Exploring the development of natural biopolymer (chitosan)-based proton exchange membranes for fuel cells: A review

Abstract

Fuel cells use proton exchange membranes (PEMs) to transform chemical energy into electricity. PEMs are selective barriers that permeates protons, obstructing gases and other species like electrons. A polymer electrolyte containing both positively and negatively charged ions forms a PEM. Nafion, a perfluorinated sulfonic acid membrane, is the most popular polymer membrane used as PEM. It exhibits good chemical stability, strong mechanical qualities, and high proton conductivity.
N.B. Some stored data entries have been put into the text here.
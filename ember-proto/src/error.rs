//! Wire layer error types.

use thiserror::Error;

/// Errors raised while encoding or decoding protocol traffic.
///
/// Every variant is fatal for the connection that produced it: a socket
/// that surfaced a `ProtoError` carries undecodable or mispaired bytes and
/// must be destroyed, never reused.
#[derive(Debug, Error)]
pub enum ProtoError {
    /// The first byte of a packet was not the expected magic.
    #[error("bad magic byte {value:#04x} (expected {expected:#04x})")]
    BadMagic {
        /// The byte that was read.
        value: u8,
        /// The magic this side expected.
        expected: u8,
    },

    /// A frame announced a body larger than the configured limit.
    #[error("frame too large: {size} bytes (max {max})")]
    FrameTooLarge {
        /// The announced total body size.
        size: u64,
        /// The configured maximum.
        max: u32,
    },

    /// A frame's internal lengths are inconsistent.
    #[error("malformed frame: {reason}")]
    MalformedFrame {
        /// What was inconsistent.
        reason: &'static str,
    },

    /// An opcode byte that this client does not implement.
    #[error("unknown opcode {value:#04x}")]
    UnknownOpcode {
        /// The opcode byte.
        value: u8,
    },

    /// A response arrived that pairs with no outstanding request.
    #[error("unexpected response: {reason}")]
    UnexpectedResponse {
        /// Why the response could not be paired.
        reason: &'static str,
    },

    /// A response opaque did not match the outstanding request.
    #[error("opaque mismatch: expected {expected}, got {actual}")]
    OpaqueMismatch {
        /// The opaque the codec assigned.
        expected: u32,
        /// The opaque the server echoed.
        actual: u32,
    },

    /// The selected dialect cannot express this request.
    #[error("unsupported on this protocol: {what}")]
    Unsupported {
        /// The request that cannot be expressed.
        what: &'static str,
    },

    /// A text dialect line did not parse.
    #[error("unparseable reply line: {line:?}")]
    TextParse {
        /// The offending line, lossily decoded.
        line: String,
    },
}

/// Result type for wire layer operations.
pub type ProtoResult<T> = Result<T, ProtoError>;
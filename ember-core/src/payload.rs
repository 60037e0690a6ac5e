//! The payload pair and protocol key validation.
//!
//! A stored value travels through the client as a [`Payload`]: the opaque
//! byte body plus the 32-bit flags word the server stores verbatim. The
//! transcoder owns what the flags mean; the wire layer only carries them.

use std::fmt;

use bytes::Bytes;

use crate::error::{Error, Result};
use crate::limits::MAX_KEY_BYTES;

/// A value as it crosses the wire: opaque bytes plus the type-tag flags.
#[derive(Clone, PartialEq, Eq)]
pub struct Payload {
    /// Transcoder type tag, stored server-side verbatim.
    pub flags: u32,
    /// The serialized value body.
    pub data: Bytes,
}

impl Payload {
    /// Creates a payload from flags and a byte body.
    #[must_use]
    pub fn new(flags: u32, data: impl Into<Bytes>) -> Self {
        Self {
            flags,
            data: data.into(),
        }
    }

    /// Returns the length of the byte body.
    #[must_use]
    pub fn len(&self) -> usize {
        self.data.len()
    }

    /// Returns true when the byte body is empty.
    #[must_use]
    pub fn is_empty(&self) -> bool {
        self.data.is_empty()
    }
}

impl fmt::Debug for Payload {
    fn fmt(&self, f: &mut fmt::Formatter<'_>) -> fmt::Result {
        // Bodies can be megabytes; show the length, not the bytes.
        f.debug_struct("Payload")
            .field("flags", &self.flags)
            .field("len", &self.data.len())
            .finish()
    }
}

/// Validates a protocol key.
///
/// Keys must be 1–250 bytes with no control bytes (0x00–0x20) and no 0x7F.
/// Validation runs after the key transformer, so hashed or lower-cased keys
/// are checked in their final form.
///
/// # Errors
/// Returns an error naming the violated constraint.
pub fn validate_key(key: &[u8]) -> Result<()> {
    if key.is_empty() {
        return Err(Error::InvalidKey {
            reason: "key is empty",
            length: 0,
        });
    }
    if key.len() > MAX_KEY_BYTES {
        return Err(Error::InvalidKey {
            reason: "key exceeds 250 bytes",
            length: key.len(),
        });
    }
    if key.iter().any(|&b| b <= 0x20 || b == 0x7F) {
        return Err(Error::InvalidKey {
            reason: "key contains control or space bytes",
            length: key.len(),
        });
    }
    Ok(())
}
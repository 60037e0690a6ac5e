//! Typed values and the transcoder seam.
//!
//! A [`Value`] is what callers store and fetch; a [`Transcoder`] turns it
//! into a [`Payload`] (bytes plus a 32-bit type flag the server keeps
//! verbatim) and back. The default transcoder assigns one flag per
//! primitive type and serializes composites with bincode behind
//! [`Value::packed`].
//!
//! # Flag table
//!
//! | flag | type        | flag | type  |
//! |------|-------------|------|-------|
//! | 1    | utf-8 string| 9    | u32   |
//! | 2    | raw bytes   | 10   | i64   |
//! | 3    | bool        | 11   | u64   |
//! | 4    | i8          | 12   | i128  |
//! | 5    | u8          | 13   | u128  |
//! | 6    | i16         | 14   | char  |
//! | 7    | u16         | 20   | f32   |
//! | 8    | i32         | 21   | f64   |
//! |      |             | 32   | packed|
//!
//! Numeric payloads are big-endian; floats travel as their IEEE-754 bit
//! patterns. Decoding a payload whose flag the transcoder does not know
//! fails instead of guessing, and the raw payload stays reachable on the
//! result object.

use std::fmt;

use bytes::Bytes;
use serde::{de::DeserializeOwned, Serialize};
use thiserror::Error;

use ember_core::Payload;

/// Type flags of the default transcoder.
mod flag {
    pub const UTF8: u32 = 1;
    pub const RAW: u32 = 2;
    pub const BOOL: u32 = 3;
    pub const I8: u32 = 4;
    pub const U8: u32 = 5;
    pub const I16: u32 = 6;
    pub const U16: u32 = 7;
    pub const I32: u32 = 8;
    pub const U32: u32 = 9;
    pub const I64: u32 = 10;
    pub const U64: u32 = 11;
    pub const I128: u32 = 12;
    pub const U128: u32 = 13;
    pub const CHAR: u32 = 14;
    pub const F32: u32 = 20;
    pub const F64: u32 = 21;
    pub const PACKED: u32 = 32;
}

/// Errors raised while converting values to payloads and back.
#[derive(Debug, Error)]
pub enum TranscodeError {
    /// The payload's flag names no type this transcoder knows.
    #[error("unknown type flag {flag:#010x}")]
    UnknownFlag {
        /// The flag word from the wire.
        flag: u32,
    },

    /// The payload body has the wrong length for its flag.
    #[error("payload of {actual} bytes does not fit {kind} (need {need})")]
    Length {
        /// The type named by the flag.
        kind: &'static str,
        /// The required body length.
        need: usize,
        /// The actual body length.
        actual: usize,
    },

    /// A string payload was not valid UTF-8.
    #[error("string payload is not valid utf-8")]
    Utf8,

    /// A char payload was not a valid scalar value.
    #[error("char payload is not a valid scalar value")]
    Char,

    /// A packed composite failed to serialize or deserialize.
    #[error("packed value error: {message}")]
    Packed {
        /// The serializer's diagnostic.
        message: String,
    },

    /// [`Value::unpack`] called on a non-packed variant.
    #[error("value is not a packed composite")]
    NotPacked,
}

/// A typed cache value.
#[derive(Debug, Clone, PartialEq)]
pub enum Value {
    /// A UTF-8 string.
    Utf8(String),
    /// Raw bytes, stored as-is.
    Raw(Bytes),
    /// A boolean.
    Bool(bool),
    /// Signed 8-bit integer.
    I8(i8),
    /// Unsigned 8-bit integer.
    U8(u8),
    /// Signed 16-bit integer.
    I16(i16),
    /// Unsigned 16-bit integer.
    U16(u16),
    /// Signed 32-bit integer.
    I32(i32),
    /// Unsigned 32-bit integer.
    U32(u32),
    /// Signed 64-bit integer.
    I64(i64),
    /// Unsigned 64-bit integer.
    U64(u64),
    /// Signed 128-bit integer.
    I128(i128),
    /// Unsigned 128-bit integer.
    U128(u128),
    /// A single character.
    Char(char),
    /// 32-bit float.
    F32(f32),
    /// 64-bit float.
    F64(f64),
    /// A serde composite, serialized with bincode.
    Packed(Bytes),
}

impl Value {
    /// Packs a serde-serializable composite.
    ///
    /// # Errors
    /// Returns an error when serialization fails.
    pub fn packed<T: Serialize>(value: &T) -> Result<Self, TranscodeError> {
        let data = bincode::serialize(value).map_err(|e| TranscodeError::Packed {
            message: e.to_string(),
        })?;
        Ok(Self::Packed(Bytes::from(data)))
    }

    /// Unpacks a composite stored with [`Value::packed`].
    ///
    /// # Errors
    /// Returns an error when this is not a packed value or when
    /// deserialization fails.
    pub fn unpack<T: DeserializeOwned>(&self) -> Result<T, TranscodeError> {
        let Self::Packed(data) = self else {
            return Err(TranscodeError::NotPacked);
        };
        bincode::deserialize(data).map_err(|e| TranscodeError::Packed {
            message: e.to_string(),
        })
    }

    /// The string, when this is a UTF-8 value.
    #[must_use]
    pub fn as_str(&self) -> Option<&str> {
        match self {
            Self::Utf8(s) => Some(s),
            _ => None,
        }
    }

    /// The bytes, when this is a raw value.
    #[must_use]
    pub const fn as_bytes(&self) -> Option<&Bytes> {
        match self {
            Self::Raw(b) => Some(b),
            _ => None,
        }
    }

    /// The boolean, when this is a bool value.
    #[must_use]
    pub const fn as_bool(&self) -> Option<bool> {
        match self {
            Self::Bool(b) => Some(*b),
            _ => None,
        }
    }

    /// The integer, when this is an i64 value.
    #[must_use]
    pub const fn as_i64(&self) -> Option<i64> {
        match self {
            Self::I64(n) => Some(*n),
            _ => None,
        }
    }

    /// The integer, when this is a u64 value.
    #[must_use]
    pub const fn as_u64(&self) -> Option<u64> {
        match self {
            Self::U64(n) => Some(*n),
            _ => None,
        }
    }

    /// The float, when this is an f64 value.
    #[must_use]
    pub const fn as_f64(&self) -> Option<f64> {
        match self {
            Self::F64(n) => Some(*n),
            _ => None,
        }
    }
}

impl From<&str> for Value {
    fn from(s: &str) -> Self {
        Self::Utf8(s.to_string())
    }
}

impl From<String> for Value {
    fn from(s: String) -> Self {
        Self::Utf8(s)
    }
}

impl From<Vec<u8>> for Value {
    fn from(b: Vec<u8>) -> Self {
        Self::Raw(Bytes::from(b))
    }
}

impl From<Bytes> for Value {
    fn from(b: Bytes) -> Self {
        Self::Raw(b)
    }
}

impl From<bool> for Value {
    fn from(b: bool) -> Self {
        Self::Bool(b)
    }
}

impl From<char> for Value {
    fn from(c: char) -> Self {
        Self::Char(c)
    }
}

macro_rules! value_from_num {
    ($($ty:ty => $variant:ident),* $(,)?) => {
        $(impl From<$ty> for Value {
            fn from(n: $ty) -> Self {
                Self::$variant(n)
            }
        })*
    };
}

value_from_num! {
    i8 => I8, u8 => U8, i16 => I16, u16 => U16, i32 => I32, u32 => U32,
    i64 => I64, u64 => U64, i128 => I128, u128 => U128, f32 => F32, f64 => F64,
}

/// Converts typed values to wire payloads and back.
///
/// Implementations must satisfy `decode(encode(v)) == v` for every value
/// they encode, and must fail on flags they do not recognize.
pub trait Transcoder: Send + Sync + fmt::Debug {
    /// Encodes a value into a payload.
    ///
    /// # Errors
    /// Returns an error when the value cannot be serialized.
    fn encode(&self, value: &Value) -> Result<Payload, TranscodeError>;

    /// Decodes a payload back into a value.
    ///
    /// # Errors
    /// Returns an error on unknown flags or malformed bodies; the caller
    /// keeps the raw payload.
    fn decode(&self, payload: &Payload) -> Result<Value, TranscodeError>;
}

/// The default transcoder: fixed flag table, big-endian numerics, bincode
/// composites.
#[derive(Debug, Clone, Copy, Default)]
pub struct DefaultTranscoder;

impl Transcoder for DefaultTranscoder {
    fn encode(&self, value: &Value) -> Result<Payload, TranscodeError> {
        let payload = match value {
            Value::Utf8(s) => Payload::new(flag::UTF8, s.clone().into_bytes()),
            Value::Raw(b) => Payload::new(flag::RAW, b.clone()),
            Value::Bool(b) => Payload::new(flag::BOOL, vec![u8::from(*b)]),
            Value::I8(n) => Payload::new(flag::I8, n.to_be_bytes().to_vec()),
            Value::U8(n) => Payload::new(flag::U8, n.to_be_bytes().to_vec()),
            Value::I16(n) => Payload::new(flag::I16, n.to_be_bytes().to_vec()),
            Value::U16(n) => Payload::new(flag::U16, n.to_be_bytes().to_vec()),
            Value::I32(n) => Payload::new(flag::I32, n.to_be_bytes().to_vec()),
            Value::U32(n) => Payload::new(flag::U32, n.to_be_bytes().to_vec()),
            Value::I64(n) => Payload::new(flag::I64, n.to_be_bytes().to_vec()),
            Value::U64(n) => Payload::new(flag::U64, n.to_be_bytes().to_vec()),
            Value::I128(n) => Payload::new(flag::I128, n.to_be_bytes().to_vec()),
            Value::U128(n) => Payload::new(flag::U128, n.to_be_bytes().to_vec()),
            Value::Char(c) => Payload::new(flag::CHAR, u32::from(*c).to_be_bytes().to_vec()),
            Value::F32(n) => Payload::new(flag::F32, n.to_bits().to_be_bytes().to_vec()),
            Value::F64(n) => Payload::new(flag::F64, n.to_bits().to_be_bytes().to_vec()),
            Value::Packed(b) => Payload::new(flag::PACKED, b.clone()),
        };
        Ok(payload)
    }

    fn decode(&self, payload: &Payload) -> Result<Value, TranscodeError> {
        let data = &payload.data;
        let value = match payload.flags {
            flag::UTF8 => Value::Utf8(
                String::from_utf8(data.to_vec()).map_err(|_| TranscodeError::Utf8)?,
            ),
            flag::RAW => Value::Raw(data.clone()),
            flag::BOOL => {
                let [b] = fixed::<1>("bool", data)?;
                Value::Bool(b != 0)
            }
            flag::I8 => Value::I8(i8::from_be_bytes(fixed("i8", data)?)),
            flag::U8 => Value::U8(u8::from_be_bytes(fixed("u8", data)?)),
            flag::I16 => Value::I16(i16::from_be_bytes(fixed("i16", data)?)),
            flag::U16 => Value::U16(u16::from_be_bytes(fixed("u16", data)?)),
            flag::I32 => Value::I32(i32::from_be_bytes(fixed("i32", data)?)),
            flag::U32 => Value::U32(u32::from_be_bytes(fixed("u32", data)?)),
            flag::I64 => Value::I64(i64::from_be_bytes(fixed("i64", data)?)),
            flag::U64 => Value::U64(u64::from_be_bytes(fixed("u64", data)?)),
            flag::I128 => Value::I128(i128::from_be_bytes(fixed("i128", data)?)),
            flag::U128 => Value::U128(u128::from_be_bytes(fixed("u128", data)?)),
            flag::CHAR => {
                let code = u32::from_be_bytes(fixed("char", data)?);
                Value::Char(char::from_u32(code).ok_or(TranscodeError::Char)?)
            }
            flag::F32 => Value::F32(f32::from_bits(u32::from_be_bytes(fixed("f32", data)?))),
            flag::F64 => Value::F64(f64::from_bits(u64::from_be_bytes(fixed("f64", data)?))),
            flag::PACKED => Value::Packed(data.clone()),
            other => return Err(TranscodeError::UnknownFlag { flag: other }),
        };
        Ok(value)
    }
}

fn fixed<const N: usize>(kind: &'static str, data: &Bytes) -> Result<[u8; N], TranscodeError> {
    <[u8; N]>::try_from(data.as_ref()).map_err(|_| TranscodeError::Length {
        kind,
        need: N,
        actual: data.len(),
    })
}

#[cfg(test)]
mod tests {
    use serde::Deserialize;

    use super::*;

    #[test]
    fn test_primitive_roundtrips() {
        let transcoder = DefaultTranscoder;
        let values = [
            Value::Utf8("hello".into()),
            Value::Raw(Bytes::from_static(b"\x00\x01\xFF")),
            Value::Bool(true),
            Value::Bool(false),
            Value::I8(-5),
            Value::U8(200),
            Value::I16(-3000),
            Value::U16(60_000),
            Value::I32(-2_000_000),
            Value::U32(4_000_000_000),
            Value::I64(65_432_123_456),
            Value::U64(u64::MAX),
            Value::I128(-1),
            Value::U128(u128::MAX),
            Value::Char('\u{1F980}'),
            Value::F32(1.5),
            Value::F64(-2.25),
        ];
        for value in values {
            let payload = transcoder.encode(&value).unwrap();
            let decoded = transcoder.decode(&payload).unwrap();
            assert_eq!(decoded, value);
        }
    }

    #[test]
    fn test_flag_assignments() {
        let transcoder = DefaultTranscoder;
        assert_eq!(transcoder.encode(&Value::Utf8("x".into())).unwrap().flags, 1);
        assert_eq!(transcoder.encode(&Value::I8(0)).unwrap().flags, 4);
        assert_eq!(transcoder.encode(&Value::F64(0.0)).unwrap().flags, 21);
    }

    #[test]
    fn test_unknown_flag_fails() {
        let transcoder = DefaultTranscoder;
        let payload = Payload::new(0x4000, &b"??"[..]);
        let err = transcoder.decode(&payload).unwrap_err();
        assert!(matches!(err, TranscodeError::UnknownFlag { flag: 0x4000 }));
    }

    #[test]
    fn test_wrong_length_fails() {
        let transcoder = DefaultTranscoder;
        let payload = Payload::new(10, &b"\x01\x02"[..]); // i64 wants 8 bytes
        let err = transcoder.decode(&payload).unwrap_err();
        assert!(matches!(err, TranscodeError::Length { need: 8, actual: 2, .. }));
    }

    #[test]
    fn test_packed_roundtrip() {
        #[derive(Debug, PartialEq, Serialize, Deserialize)]
        struct Profile {
            name: String,
            stamp: i64,
            active: bool,
        }

        let original = Profile {
            name: "Hello".into(),
            stamp: 19_810_619,
            active: true,
        };
        let value = Value::packed(&original).unwrap();
        let transcoder = DefaultTranscoder;
        let payload = transcoder.encode(&value).unwrap();
        assert_eq!(payload.flags, 32);

        let decoded = transcoder.decode(&payload).unwrap();
        assert_eq!(decoded.unpack::<Profile>().unwrap(), original);
    }

    #[test]
    fn test_unpack_non_packed_fails() {
        let err = Value::Bool(true).unpack::<bool>().unwrap_err();
        assert!(matches!(err, TranscodeError::NotPacked));
    }
}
However, it has several issues, one of which is its propensity to degrade with time, especially at high temperatures and in the presence of pollutants. The other draw backs associated with perfluorinated based membranes are that they are expensive and non-eco-friendly In order to address these issues, researchers are looking into new materials and methods to form a PEM so that the performance and durability are enhanced .Chitosan (biopolymer) based PEMs have demonstrated great potential to be used in fuel cells. They are environmentally friendly and economical. However, the key challenge in using chitosan in fuel cells is their relatively poor ionic conductivity. Researchers have developed various strategies to improve their conductivity, such as doping with conductive materials or incorporating functional groups that enhance charge transfer. Overall, chitosan has shown promise as renewable and sustainable material for use in fuel cells. The review summarizes the current development and evolution of chitosan-based PEMs.